Internet 2 Global Summit – The Future of the Internet

Larry Peterson, Princeton

Cloud to the Network Edge, scalable and elastic. Shouldn’t we do that in the network? Bringing the the scalable and elastic into the network itself. If you take the cloud to the edge of the network you scale the bandwidth of the network. Taking commodity processors out of the data center and embedding them in the network. What applications drive this? Content Distribution Networks, delivering streaming data. Network Function Virtualization – taking functions out of boxes and put them in VMs – firewalls, IDS, etc. Software Defined Network – separate the data plane from the control plane, and move the control plane out into the cloud. 

First Principles:

Cloud – demonstrates best pratices in scaling a function

SDN – treats control plane as a programmable function

NFV – treats the data plane as a programmable function

The key is to scale functions, whether databases, object stores, SDN controllers, proxies, firewalls, etc – “Network Services”

A service exports a logically centralized interface to network-wide functionality, while having many points of implementation distributed across the network. eg, SDN Controller distinct from Packet Switch, Access Control Service distinct from Firewalls, CDN Service distinct from Caches.
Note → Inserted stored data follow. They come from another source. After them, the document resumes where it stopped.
//! The console bridge: TCP server bootstrap, per-connection sessions, wire
//! framing, and the toolkit loaded into every session.

pub mod error;
pub mod server;
pub mod session;
pub mod toolkit;
pub mod transport;

pub use error::{BridgeError, BridgeResult};
pub use server::{start, BoundServer};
Future of Programming – building a service is Software and Operating Spec, implemented in a network of VMs mapped onto Cloud physical infrastructure. Opertionalizing software is the hard part, not writing the software. Services can be composed of composite services.

Syndicate Storage Service – Caches and Request Routers (CDN) in the network; Persistent stores in S3, Box, GenBank, etc. If you can harness both sides of that you wouldn’t have to build separate proxies for distribution. Using a Metadata service built in Google App Engine. Applying the idea of unix pipes to the network. 

Mike Hluchyj, CTO Carrier Products, Akamai – Network Functions Virtualization – Network Operator Perspective

NFV – Today you build networks by putting purpose built boxes into racks and connecting them. The better way to do it is to virtualize those functions. Now in the rack you se off-the-shelf servers and switches and the network functions exist in software.

Why? Save money/make money; reduce equipment costs and power consumption exploiting economies of scale; reduce time-to-market by minimizing deployment cycle; greater flexibility to scale up or down or evolve services; openness to virtual appliance market and pure software entrants; opportunities to trial and deploy new innovative services at lower risk.

Fields of NFV Application: Switching elements; Mobile network nodes; home routers and set-top boxes; tunneling gateway elements; traffic anlaysis; service assurance; NGN signaling;  converged and network-wide functions; application-level optimization; security functions

NFV Enablers: Leverage technologies developed for cloud computing; cloud -based orchestration; open APIs (e.g. OpenFlow)

ESTI NFV Industry Specification Group has been formed, with over 150 network operators participating.

Looking Forward: jInitial focus of operator NFV deployments will benefit their own network infrastructure and services; looking forward , operators plan to offer VMs at the network edge to third-party service providers in an IaaS model; 

Glenn Dasmalchi – Juniper Networks – Enterprise IT Transformation

The network is crucially important to what enterprises want to build. Enabling distributed use case, ie Hybrid Cloud. Not everyone will run to the public cloud, as it’s not always appropriate. A private dynamic dynamic information framework controlled on premise, coupled with the ability to reach out to the external services. 

For an effective cloud infrastructure to deliver value, the network is critical. It’s not just a single technology. A lot of attention within data centers being paid to “Fabrics”, and in transport layers to new technologies like NFV, PCE. End systems and servers also need to participate in the architecture. 

Role of the network – key enabler of non-functional requirements: Cost, Agility, Performance, Reliability, Scalability, Extensibility, Supportability, Interoperability, Visibility, Security.  

A lot of what we see happening in the network today is about making the network an agile platform. The value going forward is in the network providing the underpinnings for cloud computing.